Dealing with an insurance company can be difficult, especially when it comes to insurance coverage disputes or complex insurance claims. The details and processes involved in insurance disputes and the risk management needed to make decisions underscore the importance of working with experienced lawyers. As we see in a recent decision from the Alberta Court of Queen’s Bench, a failure to understand realistic expectations and limits for what can be claimed can lead to a failure to recover damages.
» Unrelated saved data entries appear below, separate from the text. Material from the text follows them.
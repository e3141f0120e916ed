//! Core types for the notification layer.

use crate::error::NotificationError;
use serde::{Deserialize, Serialize};
use std::fmt;
use std::str::FromStr;
use std::sync::atomic::{AtomicU64, Ordering};

/// Domain category of a platform event.
#[derive(Clone, Copy, Debug, PartialEq, Eq, Hash, PartialOrd, Ord, Serialize, Deserialize)]
#[serde(rename_all = "SCREAMING_SNAKE_CASE")]
pub enum EventCategory {
    /// Fallback for wire keys that match nothing in the catalog.
    Unknown,
    ProjectCreated,
    ProjectDeleted,
    ProjectLinked,
    ProjectLocked,
    ProjectUnlinked,
    ProjectUnlocked,
    ProjectUpdated,
    BlockchainLogProcessed,
    MessageProcessed,
    PlayerCreated,
    PlayerDeleted,
    PlayerLinked,
    PlayerUnlinked,
    PlayerUpdated,
    AssetCreated,
    AssetMelted,
    AssetMinted,
    AssetTransferred,
    AssetUpdated,
    TradeCompleted,
    TradeCreated,
    TransactionBroadcast,
    TransactionCanceled,
    TransactionDropped,
    TransactionExecuted,
    TransactionFailed,
    TransactionPending,
    TransactionProcessing,
    TransactionUpdated,
}

impl EventCategory {
    /// Human name, identical to the serde representation.
    pub fn as_str(&self) -> &'static str {
        match self {
            EventCategory::Unknown => "UNKNOWN",
            EventCategory::ProjectCreated => "PROJECT_CREATED",
            EventCategory::ProjectDeleted => "PROJECT_DELETED",
            EventCategory::ProjectLinked => "PROJECT_LINKED",
            EventCategory::ProjectLocked => "PROJECT_LOCKED",
            EventCategory::ProjectUnlinked => "PROJECT_UNLINKED",
            EventCategory::ProjectUnlocked => "PROJECT_UNLOCKED",
            EventCategory::ProjectUpdated => "PROJECT_UPDATED",
            EventCategory::BlockchainLogProcessed => "BLOCKCHAIN_LOG_PROCESSED",
            EventCategory::MessageProcessed => "MESSAGE_PROCESSED",
            EventCategory::PlayerCreated => "PLAYER_CREATED",
            EventCategory::PlayerDeleted => "PLAYER_DELETED",
            EventCategory::PlayerLinked => "PLAYER_LINKED",
            EventCategory::PlayerUnlinked => "PLAYER_UNLINKED",
            EventCategory::PlayerUpdated => "PLAYER_UPDATED",
            EventCategory::AssetCreated => "ASSET_CREATED",
            EventCategory::AssetMelted => "ASSET_MELTED",
            EventCategory::AssetMinted => "ASSET_MINTED",
            EventCategory::AssetTransferred => "ASSET_TRANSFERRED",
            EventCategory::AssetUpdated => "ASSET_UPDATED",
            EventCategory::TradeCompleted => "TRADE_COMPLETED",
            EventCategory::TradeCreated => "TRADE_CREATED",
            EventCategory::TransactionBroadcast => "TRANSACTION_BROADCAST",
            EventCategory::TransactionCanceled => "TRANSACTION_CANCELED",
            EventCategory::TransactionDropped => "TRANSACTION_DROPPED",
            EventCategory::TransactionExecuted => "TRANSACTION_EXECUTED",
            EventCategory::TransactionFailed => "TRANSACTION_FAILED",
            EventCategory::TransactionPending => "TRANSACTION_PENDING",
            EventCategory::TransactionProcessing => "TRANSACTION_PROCESSING",
            EventCategory::TransactionUpdated => "TRANSACTION_UPDATED",
        }
    }

    pub fn is_unknown(&self) -> bool {
        matches!(self, EventCategory::Unknown)
    }
}

impl fmt::Display for EventCategory {
    fn fmt(&self, f: &mut fmt::Formatter<'_>) -> fmt::Result {
        f.write_str(self.as_str())
    }
}

impl FromStr for EventCategory {
    type Err = NotificationError;

    /// Parses a human name. Unlike registry lookups this does not fall back
    /// to `Unknown`.
    fn from_str(s: &str) -> Result<Self, Self::Err> {
        let def = crate::events::lookup_by_name(s);
        if def.category.is_unknown() && s != EventCategory::Unknown.as_str() {
            return Err(NotificationError::UnknownCategory(s.to_string()));
        }
        Ok(def.category)
    }
}

static NEXT_LISTENER_ID: AtomicU64 = AtomicU64::new(1);

/// Stable identity of a registered listener, used for deduplication.
///
/// Generated ids never equal a caller-chosen id, whatever the caller's
/// string looks like.
#[derive(Clone, PartialEq, Eq, Hash, PartialOrd, Ord, Serialize, Deserialize)]
pub struct ListenerId(Identity);

#[derive(Clone, PartialEq, Eq, Hash, PartialOrd, Ord, Serialize, Deserialize)]
enum Identity {
    Named(String),
    Generated(u64),
}

impl ListenerId {
    /// Caller-chosen identity.
    pub fn new(id: impl Into<String>) -> Self {
        ListenerId(Identity::Named(id.into()))
    }

    /// Process-unique generated identity.
    pub fn unique() -> Self {
        ListenerId(Identity::Generated(
            NEXT_LISTENER_ID.fetch_add(1, Ordering::Relaxed),
        ))
    }

    /// The caller-chosen name, or None for a generated id.
    pub fn name(&self) -> Option<&str> {
        match &self.0 {
            Identity::Named(name) => Some(name),
            Identity::Generated(_) => None,
        }
    }

    pub fn is_generated(&self) -> bool {
        matches!(self.0, Identity::Generated(_))
    }
}

impl fmt::Debug for ListenerId {
    fn fmt(&self, f: &mut fmt::Formatter<'_>) -> fmt::Result {
        write!(f, "ListenerId({})", self)
    }
}

impl fmt::Display for ListenerId {
    fn fmt(&self, f: &mut fmt::Formatter<'_>) -> fmt::Result {
        match &self.0 {
            Identity::Named(name) => f.write_str(name),
            Identity::Generated(n) => write!(f, "#{}", n),
        }
    }
}

impl From<&str> for ListenerId {
    fn from(s: &str) -> Self {
        ListenerId::new(s)
    }
}

impl From<String> for ListenerId {
    fn from(s: String) -> Self {
        ListenerId::new(s)
    }
}

/// A typed notification built from one inbound wire event.
#[derive(Clone, Debug, PartialEq, Eq, Serialize, Deserialize)]
pub struct NotificationEvent {
    category: EventCategory,
    channel: String,
    raw_payload: String,
}

impl NotificationEvent {
    pub fn new(
        category: EventCategory,
        channel: impl Into<String>,
        raw_payload: impl Into<String>,
    ) -> Self {
        Self {
            category,
            channel: channel.into(),
            raw_payload: raw_payload.into(),
        }
    }

    pub fn category(&self) -> EventCategory {
        self.category
    }

    /// Topic the event arrived on.
    pub fn channel(&self) -> &str {
        &self.channel
    }

    /// Payload exactly as delivered by the transport.
    pub fn raw_payload(&self) -> &str {
        &self.raw_payload
    }

    /// Parse the payload as JSON.
    pub fn payload_json(&self) -> Result<serde_json::Value, NotificationError> {
        Ok(serde_json::from_str(&self.raw_payload)?)
    }
}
Automobile accident leads to dispute over coverage
There were three plaintiffs in the matter, “TS,” “JS”, and “LZ.” According to the plaintiffs’ statement of claim, TS and JS owned a 2020 Tesla that was allegedly damaged in a motor vehicle accident on July 29, 2020. Their insurer was located in British Columbia, and the plaintiffs stated the insurer refused to pay for the damages to the car, putting them in breach of provincial “protocols.” The Tesla was ultimately towed to a dealership in Calgary. The details of what followed are scarce, but the plaintiffs say the dealership and the insurer began communicating with LZ in a manner that led to them becoming “unstable” due to luxury taxes and fees for cross-border purchases. This led to the transaction for a replacement vehicle to be put on hold. LZ eventually had another accident. The plaintiffs allege that following the accident, LZ became “extremely fearful,” which led to them not being able to travel to tend to vacation rental properties they owned. LZ sought $10 million in emotional distress and loss of lifetime income.
TS also submitted a claim for damages, though his were much higher. At the time of the hearing, TS had been planning to attend a prestigious law school in the UK. However, due to the loss of income the parties experienced from having to abandon their property rental business, TS said he could no longer attend law school. TS’ claim stated that he had intended to work towards becoming a billionaire and that this plan was put in jeopardy. As a result, he sought $10 million in emotional distress and loss of lifetime income as well as $49 billion in additional damages.
In addition to monetary damages, the plaintiffs also sought an order prohibiting the insurer from advising anyone or providing insurance underwriting to anyone.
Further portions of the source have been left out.